问题转化到求 \(Q(x) = M(\sqrt{1 + x} - 1)\),这等价于 \(M\) 作点值平移后求 \(M(\sqrt{1 + x})\)。这又可以看作求 \(M(\sqrt{x})\) 后点值平移。

\(M[x^{2n}] \to [x^n] M(\sqrt{x})\),所以偶次项系数容易处理。

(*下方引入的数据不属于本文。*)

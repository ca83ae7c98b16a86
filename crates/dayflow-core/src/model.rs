//! Record types for tasks, habits, completions, sessions, and the
//! singleton-per-user preference rows.
//!
//! Every stored row carries a `user_id`; all reads and writes are scoped to
//! that owner. Field names and enum values mirror the backend columns, so
//! these types serialize straight onto the wire.

use chrono::{DateTime, NaiveDate, NaiveTime, Utc};
use serde::{Deserialize, Serialize};
use uuid::Uuid;

/// Task category.
#[derive(Debug, Clone, Copy, PartialEq, Eq, Serialize, Deserialize)]
#[serde(rename_all = "snake_case")]
pub enum TaskCategory {
    Work,
    Personal,
    Health,
    Education,
}

/// Task priority.
#[derive(Debug, Clone, Copy, PartialEq, Eq, Serialize, Deserialize)]
#[serde(rename_all = "snake_case")]
pub enum TaskPriority {
    High,
    Medium,
    Low,
}

/// Task completion status. `in-progress` matches the backend column value.
#[derive(Debug, Clone, Copy, PartialEq, Eq, Serialize, Deserialize)]
#[serde(rename_all = "kebab-case")]
pub enum TaskStatus {
    Pending,
    InProgress,
    Completed,
}

/// A task owned by exactly one user.
#[derive(Debug, Clone, Serialize, Deserialize)]
pub struct Task {
    pub id: Uuid,
    pub user_id: Uuid,
    pub title: String,
    pub description: Option<String>,
    pub category: TaskCategory,
    pub priority: TaskPriority,
    pub status: TaskStatus,
    pub start_date: Option<NaiveDate>,
    pub end_date: Option<NaiveDate>,
    pub scheduled_date: Option<NaiveDate>,
    pub scheduled_time: Option<NaiveTime>,
    pub created_at: DateTime<Utc>,
    pub updated_at: DateTime<Utc>,
}

/// Fields supplied when creating a task. The owner id and timestamps are
/// filled in by the client/backend, not the caller.
#[derive(Debug, Clone, Serialize)]
pub struct NewTask {
    pub title: String,
    pub description: Option<String>,
    pub category: TaskCategory,
    pub priority: TaskPriority,
    pub status: TaskStatus,
    pub start_date: Option<NaiveDate>,
    pub end_date: Option<NaiveDate>,
    pub scheduled_date: Option<NaiveDate>,
    pub scheduled_time: Option<NaiveTime>,
}

/// A recurring habit.
#[derive(Debug, Clone, Serialize, Deserialize)]
pub struct Habit {
    pub id: Uuid,
    pub user_id: Uuid,
    pub title: String,
    pub description: Option<String>,
    /// Free-text category, unlike [`TaskCategory`].
    pub category: String,
    /// Display color, e.g. `#4caf50`.
    pub color: String,
    /// Weekday indices the habit targets. 0=Sun ... 6=Sat
    pub target_days: Vec<u8>,
    pub created_at: DateTime<Utc>,
}

/// Fields supplied when creating a habit.
#[derive(Debug, Clone, Serialize)]
pub struct NewHabit {
    pub title: String,
    pub description: Option<String>,
    pub category: String,
    pub color: String,
    pub target_days: Vec<u8>,
}

/// Per-day completion mark for a habit, keyed by (habit, date).
#[derive(Debug, Clone, Serialize, Deserialize)]
pub struct HabitCompletion {
    pub id: Uuid,
    pub user_id: Uuid,
    pub habit_id: Uuid,
    pub date: NaiveDate,
    pub completed: bool,
}

/// Kind of pomodoro session.
#[derive(Debug, Clone, Copy, PartialEq, Eq, Serialize, Deserialize)]
#[serde(rename_all = "snake_case")]
pub enum SessionKind {
    Work,
    Break,
}

/// A recorded pomodoro session, optionally linked to a task.
#[derive(Debug, Clone, Serialize, Deserialize)]
pub struct PomodoroSession {
    pub id: Uuid,
    pub user_id: Uuid,
    pub task_id: Option<Uuid>,
    pub start_time: DateTime<Utc>,
    pub end_time: Option<DateTime<Utc>>,
    pub duration_min: i64,
    pub completed: bool,
    pub session_type: SessionKind,
}

/// Fields supplied when logging a session.
#[derive(Debug, Clone, Serialize)]
pub struct NewSession {
    pub task_id: Option<Uuid>,
    pub start_time: DateTime<Utc>,
    pub end_time: Option<DateTime<Utc>>,
    pub duration_min: i64,
    pub completed: bool,
    pub session_type: SessionKind,
}

/// Pomodoro timing preferences; one row per user.
#[derive(Debug, Clone, PartialEq, Serialize, Deserialize)]
pub struct UserPreferences {
    pub user_id: Uuid,
    pub work_duration_min: i64,
    pub short_break_min: i64,
    pub long_break_min: i64,
    pub sessions_until_long_break: i64,
    pub sound_enabled: bool,
    pub notifications_enabled: bool,
}

impl UserPreferences {
    /// Row materialized on first access for a user with no existing row.
    pub fn defaults_for(user_id: Uuid) -> Self {
        Self {
            user_id,
            work_duration_min: 25,
            short_break_min: 5,
            long_break_min: 15,
            sessions_until_long_break: 4,
            sound_enabled: true,
            notifications_enabled: true,
        }
    }
}

/// Public profile; one row per user.
#[derive(Debug, Clone, PartialEq, Serialize, Deserialize)]
pub struct UserProfile {
    pub user_id: Uuid,
    pub display_name: String,
    pub avatar_url: Option<String>,
}

impl UserProfile {
    pub fn defaults_for(user_id: Uuid) -> Self {
        Self {
            user_id,
            display_name: String::new(),
            avatar_url: None,
        }
    }
}

/// App settings; one row per user.
#[derive(Debug, Clone, PartialEq, Serialize, Deserialize)]
pub struct UserSettings {
    pub user_id: Uuid,
    pub theme: ThemeMode,
    pub language: String,
}

impl UserSettings {
    pub fn defaults_for(user_id: Uuid) -> Self {
        Self {
            user_id,
            theme: ThemeMode::Dark,
            language: "en".to_string(),
        }
    }
}

/// Theme preference.
#[derive(Debug, Clone, Copy, PartialEq, Eq, Serialize, Deserialize)]
#[serde(rename_all = "snake_case")]
pub enum ThemeMode {
    Light,
    Dark,
    System,
}

/// Resolved theme: preference plus the OS color scheme.
#[derive(Debug, Clone, Copy, PartialEq, Eq, Serialize, Deserialize)]
pub struct ThemeState {
    pub mode: ThemeMode,
    /// Whether the OS reports a dark color scheme (used when mode is System).
    pub system_dark: bool,
}

impl ThemeState {
    pub fn is_dark(&self) -> bool {
        match self.mode {
            ThemeMode::Dark => true,
            ThemeMode::Light => false,
            ThemeMode::System => self.system_dark,
        }
    }
}

impl Default for ThemeState {
    /// Dark is the fallback when unauthenticated or settings are unavailable.
    fn default() -> Self {
        Self {
            mode: ThemeMode::Dark,
            system_dark: false,
        }
    }
}

/// The authenticated user as reported by the auth backend.
#[derive(Debug, Clone, PartialEq, Serialize, Deserialize)]
pub struct AuthUser {
    pub id: Uuid,
    pub email: String,
    pub name: Option<String>,
}
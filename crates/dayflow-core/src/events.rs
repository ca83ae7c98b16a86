//! Application event bus.
//!
//! Every state transition in the system publishes an [`AppEvent`]. The shell
//! and any front-end subscribe explicitly instead of re-running effects on
//! hidden dependencies.

use serde::Serialize;
use tokio::sync::broadcast;
use uuid::Uuid;

use crate::model::{AuthUser, ThemeMode};

/// One of the four owner-scoped record collections.
#[derive(Debug, Clone, Copy, PartialEq, Eq, Hash, Serialize)]
#[serde(rename_all = "snake_case")]
pub enum Collection {
    Tasks,
    Habits,
    Completions,
    Sessions,
}

impl Collection {
    /// Backend table name.
    pub fn table(self) -> &'static str {
        match self {
            Collection::Tasks => "tasks",
            Collection::Habits => "habits",
            Collection::Completions => "habit_completions",
            Collection::Sessions => "pomodoro_sessions",
        }
    }

    pub const ALL: [Collection; 4] = [
        Collection::Tasks,
        Collection::Habits,
        Collection::Completions,
        Collection::Sessions,
    ];
}

/// Events published on the bus.
#[derive(Debug, Clone)]
pub enum AppEvent {
    /// Auth settled or the signed-in user changed. `None` means signed out.
    AuthChanged { user: Option<AuthUser> },
    /// One collection fetch resolved successfully.
    CollectionLoaded {
        user_id: Uuid,
        collection: Collection,
        count: usize,
    },
    /// One collection fetch failed. Siblings are unaffected.
    CollectionFailed {
        user_id: Uuid,
        collection: Collection,
        message: String,
    },
    /// All four collection fetches have settled for this user.
    AggregateSettled { user_id: Uuid },
    /// Theme preference resolved (from settings or the dark fallback).
    ThemeResolved { mode: ThemeMode },
    /// The local store changed.
    StateChanged,
}

/// Broadcast bus carrying [`AppEvent`]s to any number of subscribers.
///
/// Publishing never blocks; events sent while no subscriber exists are
/// dropped, which is fine -- subscribers care about transitions from the
/// point they attach.
#[derive(Clone)]
pub struct EventBus {
    tx: broadcast::Sender<AppEvent>,
}

impl EventBus {
    pub fn new(capacity: usize) -> Self {
        let (tx, _) = broadcast::channel(capacity);
        Self { tx }
    }

    pub fn publish(&self, event: AppEvent) {
        // Err means no live subscriber; not a failure.
        let _ = self.tx.send(event);
    }

    pub fn subscribe(&self) -> broadcast::Receiver<AppEvent> {
        self.tx.subscribe()
    }
}

impl Default for EventBus {
    fn default() -> Self {
        Self::new(64)
    }
}
//! Persisted session file I/O.
//!
//! The signed-in session (tokens plus the user record) lives in
//! `session.json` under the app config dir with owner-only permissions.
//! Cold-start restoration reads this file exactly once.

use std::path::{Path, PathBuf};

use serde::{Deserialize, Serialize};
use tracing::warn;

use crate::error::AuthError;
use crate::model::AuthUser;

const SESSION_FILE_NAME: &str = "session.json";

/// A signed-in session as persisted between cold starts.
#[derive(Debug, Clone, Serialize, Deserialize)]
pub struct Session {
    pub access_token: String,
    pub refresh_token: String,
    pub user: AuthUser,
}

/// File-backed session storage. The path is injectable for tests.
pub struct SessionFile {
    path: PathBuf,
}

impl SessionFile {
    /// `~/.config/dayflow/session.json` (platform equivalent).
    pub fn default_path() -> PathBuf {
        dirs::config_dir()
            .unwrap_or_else(|| PathBuf::from("."))
            .join("dayflow")
            .join(SESSION_FILE_NAME)
    }

    pub fn new() -> Self {
        Self {
            path: Self::default_path(),
        }
    }

    pub fn at(path: impl Into<PathBuf>) -> Self {
        Self { path: path.into() }
    }

    pub fn path(&self) -> &Path {
        &self.path
    }

    /// Read the persisted session. A missing or unreadable file is `None`,
    /// never an error -- cold start just settles to signed-out.
    pub fn load(&self) -> Option<Session> {
        let data = match std::fs::read_to_string(&self.path) {
            Ok(d) => d,
            Err(e) if e.kind() == std::io::ErrorKind::NotFound => return None,
            Err(e) => {
                warn!("failed to read session file: {e}");
                return None;
            }
        };
        match serde_json::from_str(&data) {
            Ok(session) => Some(session),
            Err(e) => {
                warn!("failed to parse session file: {e}");
                None
            }
        }
    }

    /// Persist the session, creating parent directories as needed.
    pub fn save(&self, session: &Session) -> Result<(), AuthError> {
        if let Some(parent) = self.path.parent() {
            std::fs::create_dir_all(parent)
                .map_err(|e| AuthError::SessionStore(e.to_string()))?;
        }
        let json = serde_json::to_string_pretty(session)
            .map_err(|e| AuthError::SessionStore(e.to_string()))?;
        std::fs::write(&self.path, &json).map_err(|e| AuthError::SessionStore(e.to_string()))?;

        #[cfg(unix)]
        {
            use std::os::unix::fs::PermissionsExt;
            let perms = std::fs::Permissions::from_mode(0o600);
            let _ = std::fs::set_permissions(&self.path, perms);
        }

        Ok(())
    }

    /// Remove the persisted session. Missing file is fine.
    pub fn clear(&self) -> Result<(), AuthError> {
        match std::fs::remove_file(&self.path) {
            Ok(()) => Ok(()),
            Err(e) if e.kind() == std::io::ErrorKind::NotFound => Ok(()),
            Err(e) => Err(AuthError::SessionStore(e.to_string())),
        }
    }
}

impl Default for SessionFile {
    fn default() -> Self {
        Self::new()
    }
}
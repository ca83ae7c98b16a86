//! Binary object uploads (profile pictures).

use reqwest::Method;
use tracing::debug;
use uuid::Uuid;

use crate::error::RemoteError;
use crate::remote::client::RemoteClient;

const AVATAR_BUCKET: &str = "avatars";

fn extension_for(content_type: &str) -> &'static str {
    match content_type {
        "image/png" => "png",
        "image/webp" => "webp",
        _ => "jpg",
    }
}

impl RemoteClient {
    /// Upload a profile picture and return its public URL.
    ///
    /// Re-uploading overwrites the previous object at the same path.
    pub async fn upload_avatar(
        &self,
        user_id: Uuid,
        bytes: Vec<u8>,
        content_type: &str,
    ) -> Result<String, RemoteError> {
        let path = format!("{AVATAR_BUCKET}/{user_id}/avatar.{}", extension_for(content_type));
        debug!(%user_id, path, "upload avatar");
        let url = format!("{}/storage/v1/object/{path}", self.base_url());
        let req = self
            .authed(self.http().request(Method::POST, url))
            .header("Content-Type", content_type)
            .header("x-upsert", "true")
            .body(bytes);
        let response = req.send().await?;
        Self::check_status(response).await?;
        Ok(format!(
            "{}/storage/v1/object/public/{path}",
            self.base_url()
        ))
    }
}
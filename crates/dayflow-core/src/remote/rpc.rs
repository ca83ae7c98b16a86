//! Server-side procedures invoked by user id.

use serde::{Deserialize, Serialize};
use uuid::Uuid;

use crate::error::RemoteError;
use crate::remote::client::RemoteClient;

#[derive(Serialize)]
struct UserArg {
    p_user_id: Uuid,
}

/// Row counts returned by `summarize_user_data`.
#[derive(Debug, Clone, Default, Serialize, Deserialize)]
pub struct UserDataSummary {
    pub tasks: u64,
    pub habits: u64,
    pub habit_completions: u64,
    pub pomodoro_sessions: u64,
}

impl RemoteClient {
    /// Delete every row owned by the user across all collections.
    pub async fn clear_all_user_data(&self, user_id: Uuid) -> Result<(), RemoteError> {
        self.rpc::<serde_json::Value, _>("clear_all_user_data", &UserArg { p_user_id: user_id })
            .await?;
        Ok(())
    }

    /// Per-collection row counts for the user.
    pub async fn summarize_user_data(
        &self,
        user_id: Uuid,
    ) -> Result<UserDataSummary, RemoteError> {
        self.rpc("summarize_user_data", &UserArg { p_user_id: user_id })
            .await
    }
}
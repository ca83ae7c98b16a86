//! OAuth redirect flow against the hosted auth provider.
//!
//! The client only constructs the provider authorize URL and hands it to the
//! platform to open; the hosted provider runs the actual consent dance and
//! redirects back to a platform-dependent callback target. A callback screen
//! then re-checks auth state on a fixed delay and branches to the main app or
//! back to sign-in.

use std::time::Duration;

use url::Url;

use crate::auth::provider::AuthProvider;
use crate::config::{BackendConfig, Platform};
use crate::error::AuthError;

/// Callback path appended to the web origin.
pub const WEB_CALLBACK_PATH: &str = "/(auth)/oauth-callback";

/// Custom-scheme callback used on native builds.
pub const NATIVE_CALLBACK_URL: &str = "dayflow://oauth-callback";

/// How long the callback screen waits before re-checking auth state.
pub const CALLBACK_SETTLE_DELAY: Duration = Duration::from_millis(1500);

/// Where the callback screen sends the user.
#[derive(Debug, Clone, Copy, PartialEq, Eq)]
pub enum CallbackOutcome {
    /// A session arrived; continue into the main app.
    SignedIn,
    /// No session after the redirect; back to sign-in.
    SignedOut,
}

/// Redirect target the provider sends the browser back to.
pub fn redirect_url(config: &BackendConfig, platform: Platform) -> String {
    if platform.is_web() {
        format!("{}{WEB_CALLBACK_PATH}", config.site_url)
    } else {
        NATIVE_CALLBACK_URL.to_string()
    }
}

/// Full authorize URL for the named provider (e.g. "github", "google").
pub fn authorize_url(
    config: &BackendConfig,
    provider: &str,
    platform: Platform,
) -> Result<Url, AuthError> {
    let mut url = Url::parse(&format!("{}/auth/v1/authorize", config.base_url))
        .map_err(|e| AuthError::CallbackFailed(format!("bad backend URL: {e}")))?;
    url.query_pairs_mut()
        .append_pair("provider", provider)
        .append_pair("redirect_to", &redirect_url(config, platform));
    Ok(url)
}

/// Re-check auth state after the redirect completes.
///
/// Waits the fixed delay, then branches on whether a user is present. The
/// delay is injectable for tests via [`resolve_callback_after`].
pub async fn resolve_callback(auth: &AuthProvider) -> CallbackOutcome {
    resolve_callback_after(auth, CALLBACK_SETTLE_DELAY).await
}

pub async fn resolve_callback_after(auth: &AuthProvider, delay: Duration) -> CallbackOutcome {
    tokio::time::sleep(delay).await;
    if auth.current_user().is_some() {
        CallbackOutcome::SignedIn
    } else {
        CallbackOutcome::SignedOut
    }
}
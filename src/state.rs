use log::{debug, info, warn};
use std::sync::atomic::{AtomicU64, Ordering};
use tokio::sync::Mutex;

use crate::api::ApiClient;
use crate::config::ForkifyConfig;
use crate::model::{Recipe, SearchResultItem, SearchState};
use crate::storage::{self, FileStorage, Storage, BOOKMARKS_KEY};
use crate::upload::{self, RecipeForm};
use crate::ForkifyError;

/// Everything the front end renders from
#[derive(Debug, Clone, PartialEq)]
pub struct AppState {
    pub recipe: Option<Recipe>,
    pub search: SearchState,
    /// Insertion-ordered, at most one entry per recipe id
    pub bookmarks: Vec<Recipe>,
}

impl AppState {
    pub fn new(results_per_page: usize, bookmarks: Vec<Recipe>) -> Self {
        Self {
            recipe: None,
            search: SearchState::new(results_per_page),
            bookmarks,
        }
    }

    pub fn is_bookmarked(&self, id: &str) -> bool {
        self.bookmarks.iter().any(|bookmark| bookmark.id == id)
    }

    /// Make `recipe` current, deriving its flag from the bookmark list.
    pub fn set_recipe(&mut self, mut recipe: Recipe) {
        recipe.bookmarked = self.is_bookmarked(&recipe.id);
        self.recipe = Some(recipe);
    }

    /// Returns false when the id was already bookmarked.
    pub fn add_bookmark(&mut self, recipe: &Recipe) -> bool {
        let added = !self.is_bookmarked(&recipe.id);
        if added {
            let mut snapshot = recipe.clone();
            snapshot.bookmarked = true;
            self.bookmarks.push(snapshot);
        }

        if let Some(current) = self.recipe.as_mut().filter(|r| r.id == recipe.id) {
            current.bookmarked = true;
        }
        added
    }

    /// Remove the first bookmark with `id`. Returns false when there was none.
    pub fn delete_bookmark(&mut self, id: &str) -> bool {
        let removed = match self.bookmarks.iter().position(|bookmark| bookmark.id == id) {
            Some(index) => {
                self.bookmarks.remove(index);
                true
            }
            None => false,
        };

        if let Some(current) = self.recipe.as_mut().filter(|r| r.id == id) {
            current.bookmarked = false;
        }
        removed
    }
}

/// Whether a load's response made it into the state
#[derive(Debug, Clone, Copy, PartialEq, Eq)]
pub enum LoadStatus {
    Applied,
    /// A newer load of the same kind started before this one finished
    Superseded,
}

/// Result of a search load
#[derive(Debug, Clone, Copy, PartialEq, Eq)]
pub enum SearchOutcome {
    Found(usize),
    NoMatches,
    Superseded,
}

/// Hands out increasing tickets; only the newest ticket is current.
#[derive(Debug, Default)]
pub struct RequestSequencer {
    latest: AtomicU64,
}

impl RequestSequencer {
    pub fn begin(&self) -> u64 {
        self.latest.fetch_add(1, Ordering::SeqCst) + 1
    }

    pub fn is_current(&self, ticket: u64) -> bool {
        self.latest.load(Ordering::SeqCst) == ticket
    }
}

struct Inner {
    state: AppState,
    storage: Box<dyn Storage>,
}

impl Inner {
    /// Persist `next.bookmarks` and only then commit `next`, so a failed
    /// write leaves the state untouched.
    fn commit_bookmarks(&mut self, next: AppState) -> Result<(), ForkifyError> {
        storage::save_json(self.storage.as_mut(), BOOKMARKS_KEY, &next.bookmarks)?;
        info!("Persisted {} bookmark(s)", next.bookmarks.len());
        self.state = next;
        Ok(())
    }
}

/// The application's state, the API it is filled from and the storage its
/// bookmarks live in. Construct one per session with [`RecipeStore::open`].
pub struct RecipeStore {
    api: ApiClient,
    inner: Mutex<Inner>,
    recipe_requests: RequestSequencer,
    search_requests: RequestSequencer,
}

impl RecipeStore {
    /// Build a store from configuration, hydrating bookmarks from disk.
    pub fn open(config: &ForkifyConfig) -> Result<Self, ForkifyError> {
        let api = ApiClient::new(config)?;
        let storage = FileStorage::new(config.resolved_storage_dir());
        debug!("Bookmark storage at {}", storage.dir().display());
        Self::with_storage(api, Box::new(storage), config.results_per_page)
    }

    /// Build a store over any storage backend, hydrating bookmarks from it.
    pub fn with_storage(
        api: ApiClient,
        storage: Box<dyn Storage>,
        results_per_page: usize,
    ) -> Result<Self, ForkifyError> {
        let bookmarks: Vec<Recipe> =
            storage::load_json(storage.as_ref(), BOOKMARKS_KEY)?.unwrap_or_default();
        debug!("Hydrated {} bookmark(s)", bookmarks.len());

        Ok(RecipeStore {
            api,
            inner: Mutex::new(Inner {
                state: AppState::new(results_per_page, bookmarks),
                storage,
            }),
            recipe_requests: RequestSequencer::default(),
            search_requests: RequestSequencer::default(),
        })
    }

    /// End the session and hand back the storage backend.
    pub fn into_storage(self) -> Box<dyn Storage> {
        self.inner.into_inner().storage
    }

    pub async fn snapshot(&self) -> AppState {
        self.inner.lock().await.state.clone()
    }

    pub async fn recipe(&self) -> Option<Recipe> {
        self.inner.lock().await.state.recipe.clone()
    }

    pub async fn search(&self) -> SearchState {
        self.inner.lock().await.state.search.clone()
    }

    pub async fn bookmarks(&self) -> Vec<Recipe> {
        self.inner.lock().await.state.bookmarks.clone()
    }

    /// Fetch a recipe and make it current.
    ///
    /// On error the current recipe is left as it was. A superseded load
    /// reports `Superseded` even when its own request failed.
    pub async fn load_recipe(&self, id: &str) -> Result<LoadStatus, ForkifyError> {
        let ticket = self.recipe_requests.begin();
        let result = self.api.fetch_recipe(id).await;

        let mut inner = self.inner.lock().await;
        if !self.recipe_requests.is_current(ticket) {
            match &result {
                Ok(_) => warn!("Discarding stale response for recipe {}", id),
                Err(e) => warn!("Discarding stale failure for recipe {}: {}", id, e),
            }
            return Ok(LoadStatus::Superseded);
        }
        inner.state.set_recipe(result?);
        Ok(LoadStatus::Applied)
    }

    /// Run a search and replace the results, resetting to page 1.
    pub async fn load_search_results(&self, query: &str) -> Result<SearchOutcome, ForkifyError> {
        let ticket = self.search_requests.begin();
        let result = self.api.search(query).await;

        let mut inner = self.inner.lock().await;
        if !self.search_requests.is_current(ticket) {
            match &result {
                Ok(_) => warn!("Discarding stale search results for '{}'", query),
                Err(e) => warn!("Discarding stale search failure for '{}': {}", query, e),
            }
            return Ok(SearchOutcome::Superseded);
        }
        let results = result?;

        let count = results.len();
        let search = &mut inner.state.search;
        search.query = query.to_string();
        search.results = results;
        search.page = 1;
        debug!("Search '{}' returned {} result(s)", query, count);

        Ok(if count == 0 {
            SearchOutcome::NoMatches
        } else {
            SearchOutcome::Found(count)
        })
    }

    /// Results on `page`, which becomes the current page.
    pub async fn search_results_page(&self, page: usize) -> Vec<SearchResultItem> {
        self.inner.lock().await.state.search.page(page).to_vec()
    }

    /// Rescale the current recipe.
    pub async fn update_servings(&self, new_servings: u32) -> Result<(), ForkifyError> {
        let mut inner = self.inner.lock().await;
        let recipe = inner
            .state
            .recipe
            .as_mut()
            .ok_or(ForkifyError::NoRecipeLoaded)?;
        recipe.update_servings(new_servings)
    }

    /// Bookmark `recipe` and persist. Returns false if it was already bookmarked.
    pub async fn add_bookmark(&self, recipe: &Recipe) -> Result<bool, ForkifyError> {
        let mut inner = self.inner.lock().await;
        let mut next = inner.state.clone();
        let added = next.add_bookmark(recipe);
        if added {
            inner.commit_bookmarks(next)?;
        } else {
            inner.state = next;
        }
        Ok(added)
    }

    /// Toggle the current recipe's bookmark. Returns the new flag.
    pub async fn toggle_bookmark(&self) -> Result<bool, ForkifyError> {
        let current = self.recipe().await.ok_or(ForkifyError::NoRecipeLoaded)?;
        if current.bookmarked {
            self.delete_bookmark(&current.id).await?;
            Ok(false)
        } else {
            self.add_bookmark(&current).await?;
            Ok(true)
        }
    }

    /// Remove the bookmark for `id` and persist. Unknown ids are a no-op
    /// returning false.
    pub async fn delete_bookmark(&self, id: &str) -> Result<bool, ForkifyError> {
        let mut inner = self.inner.lock().await;
        let mut next = inner.state.clone();
        let removed = next.delete_bookmark(id);
        if removed {
            inner.commit_bookmarks(next)?;
        } else {
            debug!("No bookmark with id {}", id);
            inner.state = next;
        }
        Ok(removed)
    }

    /// Drop every bookmark and persist the empty list.
    pub async fn clear_bookmarks(&self) -> Result<(), ForkifyError> {
        let mut inner = self.inner.lock().await;
        let mut next = inner.state.clone();
        next.bookmarks.clear();
        if let Some(current) = next.recipe.as_mut() {
            current.bookmarked = false;
        }
        inner.commit_bookmarks(next)
    }

    /// Validate the form, create the recipe remotely, make it current and
    /// bookmark it.
    pub async fn upload_recipe(&self, form: &RecipeForm) -> Result<Recipe, ForkifyError> {
        let new_recipe = upload::new_recipe_from_form(form)?;
        let ticket = self.recipe_requests.begin();
        let created = self.api.create_recipe(&new_recipe).await?;
        info!("Uploaded recipe {} ({})", created.title, created.id);

        let mut inner = self.inner.lock().await;
        let mut next = inner.state.clone();
        if self.recipe_requests.is_current(ticket) {
            next.set_recipe(created.clone());
        }
        next.add_bookmark(&created);
        inner.commit_bookmarks(next)?;

        let mut created = created;
        created.bookmarked = true;
        Ok(created)
    }
}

考虑奇数次项就是算

\[\begin{aligned} &\sum_{i\ge 0} M[2i + 1] \left(\sqrt{1 + x}\right)^{2i + 1} \\ = \ & \sum_{i\ge 0} M[2i + 1] \left(1 + x\right)^{i + 1/2} \\ = \ & \sum_{i\ge 0} M[2i + 1] \sum_{j\ge 0} \binom{i + 1/2}{j} x^j \\ = \ & \sum_{i\ge 0} M[2i + 1] \sum_{j\ge 0} \frac{(i + 1/2)(i - 1/2)(i - 3/2)\cdots (i - j + 3/2)}{j!} x^j \\ = \ & \sum_{i\ge 0} M[2i + 1] \sum_{j\ge 0} \frac{(2i + 1)(2i - 1)(2i - 3)\cdots (2i - 2j + 3)}{j!2^j} x^j \\ = \ & \sum_{i\ge 0} M[2i + 1] \sum_{j\ge 0} \frac{(2i + 1)!!}{j!2^j(2i - 2j + 1)!!} x^j \\ = \ & \sum_{j\ge 0} \frac{x^j}{j!2^j} \sum_{i\ge j} \frac{M[2i + 1](2i + 1)!!}{(2i - 2j + 1)!!} \end{aligned}\]

这是减卷积的形式。所以我们能做到大常数(?) \(O(n\log n)\) 求解。